Михаил Данилкин уточняет свое кредо: для настоящих писателей «нет чинопочитательского холопства, а есть служение какой-то истине, идее. Для них действителен лишь один закон – правда истины, какой бы горькой и соленой она ни была… и в советских условиях они обязаны иметь личные наблюдения над жизнью, личные мнения, личные суждения о людях»[334].
«Правда истины» – очень неуклюжее выражение. Надо сказать, что Михаил Данилкин с художественным словом обходился по-свойски, не чурался ни тавтологии, ни смешения стилей, ни употребления архаизмов, вроде «алщности» с устойчивым эпитетом «жидовской»[335]. Это ему не мешало считать себя крупной литературной силой, законным претендентом на должность Гоголя или Салтыкова-Щедрина.
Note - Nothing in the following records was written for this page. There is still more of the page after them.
use std::{collections::HashMap, fmt};

use dispatch_types::{FieldRef, FieldRules, IsEmptyValue};
use indexmap::IndexMap;
use tracing::debug;

use super::control::FormControl;

type EmptinessCheck<S> = Box<dyn Fn(&S) -> bool + Send + Sync>;

struct Registration<S> {
    rules: FieldRules,
    is_empty: EmptinessCheck<S>,
}

/// In-memory form state manager.
///
/// Errors are re-derived on every write but only displayed once a submit has
/// been attempted, so a freshly mounted form does not open covered in
/// required-field errors.
pub struct FormStore<S> {
    value: S,
    registrations: IndexMap<&'static str, Registration<S>>,
    errors: IndexMap<&'static str, String>,
    messages: HashMap<&'static str, String>,
    default_message: String,
    submitted: bool,
}

impl<S: fmt::Debug> fmt::Debug for FormStore<S> {
    fn fmt(&self, f: &mut fmt::Formatter<'_>) -> fmt::Result {
        f.debug_struct("FormStore")
            .field("value", &self.value)
            .field("fields", &self.registrations.keys().collect::<Vec<_>>())
            .field("errors", &self.errors)
            .field("submitted", &self.submitted)
            .finish()
    }
}

impl<S> FormStore<S> {
    pub fn new(value: S, default_message: impl Into<String>) -> Self {
        Self {
            value,
            registrations: IndexMap::new(),
            errors: IndexMap::new(),
            messages: HashMap::new(),
            default_message: default_message.into(),
            submitted: false,
        }
    }

    pub fn value(&self) -> &S {
        &self.value
    }

    /// Error derived for `name` regardless of whether a submit was attempted.
    pub fn pending_error(&self, name: &str) -> Option<&str> {
        self.errors.get(name).map(String::as_str)
    }

    pub fn field_names(&self) -> impl Iterator<Item = &'static str> + '_ {
        self.registrations.keys().copied()
    }

    fn rederive(&mut self, name: &'static str) {
        let Some(registration) = self.registrations.get(name) else {
            return;
        };
        if registration.rules.required && (registration.is_empty)(&self.value) {
            let message = self
                .messages
                .get(name)
                .or(registration.rules.message.as_ref())
                .unwrap_or(&self.default_message)
                .clone();
            self.errors.insert(name, message);
        } else {
            self.errors.shift_remove(name);
        }
    }
}

impl<S: 'static> FormControl<S> for FormStore<S> {
    fn register<T>(&mut self, field: FieldRef<S, T>, rules: FieldRules)
    where
        T: IsEmptyValue + 'static,
    {
        debug!(field = field.name(), required = rules.required, "registering form field");
        self.registrations.insert(
            field.name(),
            Registration {
                rules,
                is_empty: Box::new(move |value: &S| field.get(value).is_empty_value()),
            },
        );
        self.rederive(field.name());
    }

    fn read<'a, T>(&'a self, field: &FieldRef<S, T>) -> &'a T {
        field.get(&self.value)
    }

    fn write<T>(&mut self, field: &FieldRef<S, T>, value: T) {
        field.set(&mut self.value, value);
        self.rederive(field.name());
    }

    fn error(&self, name: &str) -> Option<&str> {
        if self.submitted { self.pending_error(name) } else { None }
    }

    fn set_message(&mut self, name: &'static str, message: Option<String>) {
        match message {
            Some(message) => {
                self.messages.insert(name, message);
            }
            None => {
                self.messages.remove(name);
            }
        }
        self.rederive(name);
    }

    fn validate_all(&mut self) -> Vec<&'static str> {
        let names: Vec<&'static str> = self.registrations.keys().copied().collect();
        for name in names.iter().copied() {
            self.rederive(name);
        }
        names.into_iter().filter(|name| self.errors.contains_key(name)).collect()
    }

    fn mark_submitted(&mut self) {
        self.submitted = true;
    }

    fn is_submitted(&self) -> bool {
        self.submitted
    }

    fn is_required(&self, name: &str) -> bool {
        self.registrations
            .get(name)
            .map(|registration| registration.rules.required)
            .unwrap_or(false)
    }
}

#[cfg(test)]
mod tests {
    use super::*;
    use dispatch_types::{CampaignDraft, Channel};

    fn store() -> FormStore<CampaignDraft> {
        let mut store = FormStore::new(CampaignDraft::default(), "This field is required");
        store.register(CampaignDraft::NAME, FieldRules::required());
        store.register(CampaignDraft::CHANNEL, FieldRules::required().with_message("Pick a channel"));
        store.register(CampaignDraft::TAGS, FieldRules::optional());
        store
    }

    #[test]
    fn errors_are_hidden_until_submit_is_attempted() {
        let mut store = store();
        assert_eq!(store.error("name"), None);
        assert_eq!(store.pending_error("name"), Some("This field is required"));

        store.mark_submitted();
        assert_eq!(store.error("name"), Some("This field is required"));
        assert_eq!(store.error("channel"), Some("Pick a channel"));
        assert_eq!(store.error("tags"), None);
    }

    #[test]
    fn writes_rederive_errors() {
        let mut store = store();
        store.mark_submitted();
        store.write(&CampaignDraft::CHANNEL, Some(Channel::Sms));
        assert_eq!(store.error("channel"), None);
        assert_eq!(store.read(&CampaignDraft::CHANNEL), &Some(Channel::Sms));

        store.write(&CampaignDraft::CHANNEL, None);
        assert_eq!(store.error("channel"), Some("Pick a channel"));
    }

    #[test]
    fn override_message_takes_precedence() {
        let mut store = store();
        store.mark_submitted();
        store.set_message("name", Some("Name your campaign".into()));
        assert_eq!(store.error("name"), Some("Name your campaign"));
        store.set_message("name", None);
        assert_eq!(store.error("name"), Some("This field is required"));
    }

    #[test]
    fn validate_all_lists_failing_fields_in_registration_order() {
        let mut store = store();
        assert_eq!(store.validate_all(), vec!["name", "channel"]);
        store.write(&CampaignDraft::NAME, "Launch".to_string());
        assert_eq!(store.validate_all(), vec!["channel"]);
        assert!(store.is_required("channel"));
        assert!(!store.is_required("tags"));
    }
}
//! In-memory collaborators backed by plain vectors.
//!
//! Used by the CLI fixture runner and by tests. Searches match `q` as a
//! case-insensitive substring of the record name.

use std::sync::{
    Mutex, PoisonError,
    atomic::{AtomicBool, AtomicU64, Ordering},
};

use anyhow::{Result, anyhow, bail};
use chrono::Utc;
use dispatch_types::{AudienceList, Campaign, CampaignPayload, Page, Provider, RecordId, Scope, SearchParams, SubscriptionGroup};
use indexmap::IndexMap;
use tracing::debug;

use crate::collaborators::{CampaignStore, CatalogSource, RecordSearch};

#[derive(Debug)]
pub struct InMemoryBackend {
    providers: Vec<Provider>,
    subscriptions: Vec<SubscriptionGroup>,
    lists: Vec<AudienceList>,
    campaigns: Mutex<IndexMap<RecordId, Campaign>>,
    next_id: AtomicU64,
    failing: AtomicBool,
}

impl InMemoryBackend {
    pub fn new(providers: Vec<Provider>, subscriptions: Vec<SubscriptionGroup>, lists: Vec<AudienceList>) -> Self {
        Self {
            providers,
            subscriptions,
            lists,
            campaigns: Mutex::new(IndexMap::new()),
            next_id: AtomicU64::new(1),
            failing: AtomicBool::new(false),
        }
    }

    /// Register an existing campaign so it can be updated.
    pub fn with_campaign(self, campaign: Campaign) -> Self {
        self.next_id.fetch_max(campaign.id.0 + 1, Ordering::SeqCst);
        self.campaigns_guard().insert(campaign.id, campaign);
        self
    }

    /// Make every subsequent call fail, as an unreachable service would.
    pub fn set_failing(&self, failing: bool) {
        self.failing.store(failing, Ordering::SeqCst);
    }

    pub fn campaign(&self, id: RecordId) -> Option<Campaign> {
        self.campaigns_guard().get(&id).cloned()
    }

    pub fn campaign_count(&self) -> usize {
        self.campaigns_guard().len()
    }

    /// Lists whose identifiers appear in `ids`, in catalog order.
    pub fn lists_by_id(&self, ids: &[RecordId]) -> Vec<AudienceList> {
        self.lists.iter().filter(|list| ids.contains(&list.id)).cloned().collect()
    }

    fn campaigns_guard(&self) -> std::sync::MutexGuard<'_, IndexMap<RecordId, Campaign>> {
        self.campaigns.lock().unwrap_or_else(PoisonError::into_inner)
    }

    fn check_available(&self, scope: &Scope) -> Result<()> {
        if self.failing.load(Ordering::SeqCst) {
            bail!("backend unavailable for scope '{scope}'");
        }
        Ok(())
    }
}

#[async_trait::async_trait]
impl RecordSearch<AudienceList> for InMemoryBackend {
    async fn search(&self, scope: &Scope, params: &SearchParams) -> Result<Page<AudienceList>> {
        self.check_available(scope)?;
        let needle = params.q.trim().to_lowercase();
        let matching: Vec<&AudienceList> = self
            .lists
            .iter()
            .filter(|list| needle.is_empty() || list.name.to_lowercase().contains(&needle))
            .collect();
        let page_size = params.page_size.max(1);
        let results = matching
            .iter()
            .skip(params.page.saturating_mul(page_size))
            .take(page_size)
            .map(|list| (*list).clone())
            .collect();
        debug!(%scope, q = %params.q, page = params.page, total = matching.len(), "searched lists");
        Ok(Page {
            results,
            page: params.page,
            total: Some(matching.len()),
        })
    }
}

#[async_trait::async_trait]
impl CatalogSource<Provider> for InMemoryBackend {
    async fn list_all(&self, scope: &Scope) -> Result<Vec<Provider>> {
        self.check_available(scope)?;
        Ok(self.providers.clone())
    }
}

#[async_trait::async_trait]
impl CatalogSource<SubscriptionGroup> for InMemoryBackend {
    async fn list_all(&self, scope: &Scope) -> Result<Vec<SubscriptionGroup>> {
        self.check_available(scope)?;
        Ok(self.subscriptions.clone())
    }
}

#[async_trait::async_trait]
impl CatalogSource<AudienceList> for InMemoryBackend {
    async fn list_all(&self, scope: &Scope) -> Result<Vec<AudienceList>> {
        self.check_available(scope)?;
        Ok(self.lists.clone())
    }
}

fn stored_campaign(id: RecordId, payload: &CampaignPayload, created_at: Option<chrono::DateTime<Utc>>) -> Result<Campaign> {
    let channel = payload.channel.ok_or_else(|| anyhow!("campaign requires a channel"))?;
    if payload.name.is_empty() {
        bail!("campaign requires a name");
    }
    let now = Utc::now();
    Ok(Campaign {
        id,
        name: payload.name.clone(),
        lists: payload.lists.clone(),
        exclusion_lists: payload.exclusion_lists.clone(),
        tags: payload.tags.clone(),
        channel,
        provider_id: payload.provider_id,
        subscription_id: payload.subscription_id,
        created_at: created_at.or(Some(now)),
        updated_at: Some(now),
    })
}

#[async_trait::async_trait]
impl CampaignStore for InMemoryBackend {
    async fn create(&self, scope: &Scope, payload: &CampaignPayload) -> Result<Campaign> {
        self.check_available(scope)?;
        let id = RecordId(self.next_id.fetch_add(1, Ordering::SeqCst));
        let campaign = stored_campaign(id, payload, None)?;
        self.campaigns_guard().insert(id, campaign.clone());
        debug!(%scope, %id, "created campaign");
        Ok(campaign)
    }

    async fn update(&self, scope: &Scope, id: RecordId, payload: &CampaignPayload) -> Result<Campaign> {
        self.check_available(scope)?;
        let mut campaigns = self.campaigns_guard();
        let existing = campaigns.get(&id).ok_or_else(|| anyhow!("campaign {id} not found"))?;
        let campaign = stored_campaign(id, payload, existing.created_at)?;
        campaigns.insert(id, campaign.clone());
        debug!(%scope, %id, "updated campaign");
        Ok(campaign)
    }
}

#[cfg(test)]
mod tests {
    use super::*;
    use dispatch_types::Channel;

    fn backend() -> InMemoryBackend {
        let lists = ["VIP", "Newsletter", "vip-2024", "Churned"]
            .iter()
            .enumerate()
            .map(|(index, name)| AudienceList {
                id: RecordId(index as u64 + 1),
                name: name.to_string(),
                size: None,
            })
            .collect();
        InMemoryBackend::new(Vec::new(), Vec::new(), lists)
    }

    fn payload() -> CampaignPayload {
        CampaignPayload {
            name: "Launch".into(),
            lists: vec![RecordId(1)],
            exclusion_lists: Vec::new(),
            tags: Vec::new(),
            channel: Some(Channel::Email),
            provider_id: None,
            subscription_id: None,
        }
    }

    #[tokio::test]
    async fn search_matches_case_insensitively_and_pages() {
        let backend = backend();
        let scope = Scope::new("acme");
        let page = backend.search(&scope, &SearchParams::new("VIP", 0, 1)).await.unwrap();
        assert_eq!(page.total, Some(2));
        assert_eq!(page.results.len(), 1);
        assert_eq!(page.results[0].name, "VIP");

        let second = backend.search(&scope, &SearchParams::new("vip", 1, 1)).await.unwrap();
        assert_eq!(second.results[0].name, "vip-2024");

        let all = backend.search(&scope, &SearchParams::new("", 0, 10)).await.unwrap();
        assert_eq!(all.results.len(), 4);
    }

    #[tokio::test]
    async fn failing_switch_rejects_calls() {
        let backend = backend();
        backend.set_failing(true);
        let scope = Scope::new("acme");
        assert!(backend.search(&scope, &SearchParams::new("", 0, 10)).await.is_err());
        assert!(CatalogSource::<Provider>::list_all(&backend, &scope).await.is_err());
    }

    #[tokio::test]
    async fn create_then_update_keeps_creation_time() {
        let backend = backend();
        let scope = Scope::new("acme");
        let created = backend.create(&scope, &payload()).await.unwrap();
        assert_eq!(created.id, RecordId(1));

        let mut changed = payload();
        changed.name = "Relaunch".into();
        let updated = backend.update(&scope, created.id, &changed).await.unwrap();
        assert_eq!(updated.name, "Relaunch");
        assert_eq!(updated.created_at, created.created_at);
        assert_eq!(backend.campaign_count(), 1);
    }

    #[tokio::test]
    async fn update_of_unknown_campaign_fails() {
        let backend = backend();
        let error = backend.update(&Scope::new("acme"), RecordId(99), &payload()).await.unwrap_err();
        assert!(error.to_string().contains("not found"));
    }
}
На одном из первых допросов Михаил Данилкин признал свою основную вину в том, что
…поддавшись воздействию ряда частных обстоятельств, вывел из строя активных работников себя как человека, доказавшего практически свои способности к серьезному и крайне нужному литературному труду, достигшего определенных результатов и творческой зрелости.
Я не оправдал надежд честных, упорно работающих советских людей, которые верили мне и искренне хотели видеть меня воинствующим большевистским литератором[336].
Честный писатель – фигура более важная, чем партийный или военный начальник. «100 секретарей обкомов, 1000 генералов легче найти, чем одного Гоголя»[337].
И как большевистский литератор он нашел себе иного антипода – Константина Михайловича Симонова.
«Что касается моей неприязни к Симонову – на нее имею право. Кто может мне запретить иметь о нем личное мнение?» – писал М. Данилкин в обком КПСС[338].
Он-де «не поэт, а ловкий ремесленник. Слава у него не по заслугам»[339]. Ее выковали в Кремле. «Будьте уверены: из таких, как Симонов, Гоголь и Щедрин не получится, он им страшен»[340].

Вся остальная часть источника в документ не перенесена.